For this use case, unfortunately, there is no 'organic' value. Just the order as provided in the array. Which is why the 'pinned query' seemed like a big win, until it wasn't. The expectation is that we could have as many as 1,000 items in the result set.

That may be confusing.. essentially we send it like this:

  "query": {
        "bool": {
            "must": [
                {
                    "pinned": {
                        "ids": [
                            146686,
                            2269502,
                            283749,
                            2730510,
                            318627,
                            931316,
                            997379,
                            1422420,
                            1644020,
                            1943821
                        ],
                        "organic": {
                            "terms": {
                                "product_id": [
                                    146686,
                                    2269502,
                                    283749,
                                    2730510,
                                    318627,
                                    931316,
                                    997379,
                                    1422420,
                                    1644020,
                                    1943821
                                ]
                            }
                        }
                    }
                }

OK - obviously something outside of the index knows that 146686 is first and 2269502 is second and so on.
Can't that information be recorded on the indexed docs in a "order` field and you just sort results by that field?
Pinned queries are designed to blend "natural" and "unnatural" results where they are not the same set of docs.

Totally understood about the design of Pinned queries. That's been my feedback to our team. The items we are returning are dynamically ordered by the external service and we have to maintain that order in the response.

These 'ids' are both the document '_id' and stored as a number 'product_id'

The 100 limit seems very low compared to any other ES default. Is there a major performance impact using pinned queries? Is a scripted score query a better option? _MGET?

The design of pinned queries was very focused. I'd recommend taking a look.

It's not intended for serving long lists of documents in a particular order.

If the orders change infrequently there may be a case for updating an order field as I described.
Otherwise, a simple bool query with a should array of term queries would suffice - each with a boost setting that reflects the intended order.

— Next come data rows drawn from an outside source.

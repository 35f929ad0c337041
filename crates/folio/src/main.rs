// SPDX-FileCopyrightText: 2026 Folio Contributors
// SPDX-License-Identifier: MIT OR Apache-2.0

//! Folio - portfolio assistant and contact-form mail relay.
//!
//! This is the binary entry point for the Folio services.

mod serve;
mod shell;

use clap::{Parser, Subcommand};
use folio_core::GenerationEngine;
use folio_engine::LocalEngine;

/// Folio - portfolio assistant and contact-form mail relay.
#[derive(Parser, Debug)]
#[command(name = "folio", version, about, long_about = None)]
struct Cli {
    #[command(subcommand)]
    command: Option<Commands>,
}

/// Available subcommands.
#[derive(Subcommand, Debug)]
enum Commands {
    /// Launch an interactive assistant session.
    Shell,
    /// Start the contact-form mail relay server.
    Serve,
    /// Clear cached model artifacts so the next load re-downloads them.
    ResetCache,
}

#[tokio::main]
async fn main() {
    let cli = Cli::parse();

    let config = match folio_config::load_and_validate() {
        Ok(config) => config,
        Err(errors) => {
            folio_config::render_errors(&errors);
            std::process::exit(1);
        }
    };

    init_tracing(&config.assistant.log_level);

    let result = match cli.command {
        Some(Commands::Shell) => shell::run_shell(config).await,
        Some(Commands::Serve) => serve::run_serve(config).await,
        Some(Commands::ResetCache) => reset_cache(&config).await,
        None => {
            println!("folio: use --help for available commands");
            Ok(())
        }
    };

    if let Err(e) = result {
        eprintln!("folio: {e}");
        std::process::exit(1);
    }
}

/// Removes cached model artifacts. The next `folio shell` downloads them
/// fresh, which is the recovery path after a corrupted download.
async fn reset_cache(config: &folio_config::FolioConfig) -> Result<(), folio_core::FolioError> {
    let engine = LocalEngine::new(&config.engine)?;
    engine.reset_cache().await?;
    println!("model cache cleared");
    Ok(())
}

fn init_tracing(log_level: &str) {
    use tracing_subscriber::EnvFilter;

    let filter = EnvFilter::try_from_default_env()
        .unwrap_or_else(|_| EnvFilter::new(format!("folio={log_level},warn")));

    tracing_subscriber::fmt()
        .with_env_filter(filter)
        .with_target(true)
        .with_thread_names(false)
        .init();
}

#[cfg(test)]
mod tests {
    #[test]
    fn binary_loads_config_defaults() {
        // Verify config loads with defaults (no config file needed)
        let config =
            folio_config::load_and_validate().expect("default config should be valid");
        assert_eq!(config.assistant.owner_name, "the portfolio owner");
    }
}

Note however that queries containing thousands of query terms are to be avoided (which is partially why pinned query has a limit). Lucene has a default limit of 1024 clauses. Each search clause typically requires at least one random disk seek and also allocates a memory buffer to read lists of matching documents. These are not free resources, hence the limits.

Storing an order field would be preferable if it's infrequently changed - the query should be much cheaper to run.

What about something scripted like this vs boosting... just thinking about simplifying the code? Thoughts on performance?

{
	"query": {
		"bool": {
			"must": [{
				"terms": {
					"product_id": [377497, 931316, 931317, 127127]
				}
			}]
		} },
		"sort": [{
			"_script": {
				"type": "number",
				"script": {
					"lang": "painless",
					"inline": "if(params.products.containsKey(doc['_id'][0])) { return params.products[doc['_id'][0]];} return 9999;",
					"params": {
						"products": {
							"377497": 100,
							"931316": 200,
							"931317": 300
						}
					}
				},
				"order": "asc"
			}
		}]
	,
	"from": 0,
	"size": 10
}

It's script and a doc value retrieval so likely slower than

 bool 
     should
          term
                product_id: 3777497, boost:100
          term
                product_id: 931316, boost:200

etc

1 Like

Great, thanks!

A quick follow-up note for anyone having similar needs: I think the performance sorting these would be better on this if my product_id's were stored as 'keyword' but since they are store as 'long' the performance is faster leveraging the painless script referencing the doc _id's directly.

With 400 products sorted in the query the painless script took ~22ms the should boost query ~90ms.

2 Likes

Thanks for the benchmark!

This topic was automatically closed 28 days after the last reply. New replies are no longer allowed.